The ambitious plans come as the company tries to catch up with EV industry leaders like Tesla (TSLA). Elon Musk's company, the world's largest EV maker, has manufactured its own batteries for years and says its Nevada gigafactory became the highest-volume battery plant in the world back in 2018. Tesla also says it produces more batteries — measured by kWh — than all other carmakers combined.

‘Going all the way up to the supply chain’

GM's effort is part of a broader push across the U.S. economy to pivot to clean energy while not trading dependence on oil for another asset, specifically the precious minerals that fuel batteries and much of modern life but are often either mined or processed in places like Russia and Ukraine as well as China.

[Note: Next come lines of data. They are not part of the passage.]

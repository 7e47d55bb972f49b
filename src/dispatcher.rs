use std::collections::{BTreeMap, HashMap};
use std::sync::Arc;

use bytes::Bytes;
use futures_util::pin_mut;
use futures_util::stream::{Stream, StreamExt, TryStreamExt};
use tokio::sync::mpsc;
use tokio::task::JoinHandle;

use crate::file::{FileInfo, PartStream, UploadFile};
use crate::helpers;
use crate::limits::Limits;
use crate::notification::{Notification, NotificationCode};
use crate::parser::{BoundaryStreamParser, FieldEvent, ParseEvent, PartHeaders};
use crate::report::{self, FieldValue, FormReport};
use crate::storage::{FileRecord, MemoryStorage, StorageEngine};
use crate::Error;

/// Verdict of a [`file filter`](UploadifyBuilder::file_filter).
#[derive(Debug, Clone)]
pub enum FilterVerdict {
    /// Let the part through to storage.
    Accept,
    /// Drain and discard the part, recording a `FILE_FILTER_ERROR`
    /// notification carrying the reason, if one is given.
    Reject(Option<String>),
}

/// Predicate deciding per file part whether it may occupy a storage slot.
pub type FileFilter = dyn Fn(&FileInfo) -> FilterVerdict + Send + Sync;

/// One expected field in [`fields`](Uploadify::fields) mode.
#[derive(Debug, Clone)]
pub struct FieldSpec {
    /// The field name files may arrive under.
    pub name: String,
    /// Maximum number of files for this field; `None` means unbounded.
    pub max_count: Option<usize>,
}

impl FieldSpec {
    /// Creates a spec for one expected field.
    pub fn new<N: Into<String>>(name: N, max_count: Option<usize>) -> FieldSpec {
        FieldSpec {
            name: name.into(),
            max_count,
        }
    }
}

/// The output contract selected by the caller, decided once at
/// configuration time.
#[derive(Debug, Clone)]
pub(crate) enum UploadMode {
    None,
    Single { field: String },
    Array { field: String, max_count: Option<usize> },
    Fields { specs: Vec<FieldSpec> },
    Any,
}

/// Shared upload configuration: storage engine, limits and the optional
/// file filter.
///
/// An `Uploadify` value is built once and handed out per-mode dispatchers
/// via [`single`](Self::single), [`array`](Self::array),
/// [`fields`](Self::fields), [`any`](Self::any) and [`none`](Self::none);
/// the configuration is read-only after construction.
///
/// # Examples
///
/// ```
/// use uploadify::{Limits, Uploadify};
///
/// let upload = Uploadify::builder().limits(Limits::new().file_size(1024 * 1024)).build();
/// let avatar = upload.single("avatar");
/// ```
pub struct Uploadify {
    storage: Arc<dyn StorageEngine>,
    limits: Limits,
    file_filter: Option<Arc<FileFilter>>,
}

impl Uploadify {
    /// Starts building a configuration.
    pub fn builder() -> UploadifyBuilder {
        UploadifyBuilder {
            storage: None,
            limits: Limits::default(),
            file_filter: None,
        }
    }

    /// Accepts a single file for the given field; any other file part is
    /// unexpected.
    pub fn single<N: Into<String>>(&self, field: N) -> PartDispatcher {
        self.with_mode(UploadMode::Single { field: field.into() })
    }

    /// Accepts up to `max_count` files for the given field.
    pub fn array<N: Into<String>>(&self, field: N, max_count: Option<usize>) -> PartDispatcher {
        self.with_mode(UploadMode::Array {
            field: field.into(),
            max_count,
        })
    }

    /// Accepts files for each listed field, bounded per field by its
    /// `max_count`.
    pub fn fields(&self, specs: Vec<FieldSpec>) -> PartDispatcher {
        self.with_mode(UploadMode::Fields { specs })
    }

    /// Accepts every file part regardless of name.
    pub fn any(&self) -> PartDispatcher {
        self.with_mode(UploadMode::Any)
    }

    /// Accepts text fields only; every file part is unexpected.
    pub fn none(&self) -> PartDispatcher {
        self.with_mode(UploadMode::None)
    }

    fn with_mode(&self, mode: UploadMode) -> PartDispatcher {
        PartDispatcher {
            storage: Arc::clone(&self.storage),
            limits: self.limits.clone(),
            file_filter: self.file_filter.clone(),
            mode,
        }
    }
}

The White House got involved in the effort this week, announcing over $3 billion to help companies like GM and others with the battery shortage.

A Biden official behind the effort noted to Yahoo Finance Monday that automakers will be a key beneficiary. The efforts from Washington will “feed into those [GM] plants, making the advanced materials needed for those plants as inputs, and going all the way up to the supply chain of developing the advanced minerals that are needed for these plants,” says David Howell, acting director at the Department of Energy's Office of Manufacturing and Energy Supply Chains.

A GM spokesperson told Yahoo Finance that the company, which has close ties with the Biden White House, "is actively pursuing opportunities to localize as much of the EV and battery supply chain as possible and, as such, we are reviewing the battery-related Funding Opportunity Announcements authorized by the U.S. Department of Energy under the Bipartisan Infrastructure Law (BIL)."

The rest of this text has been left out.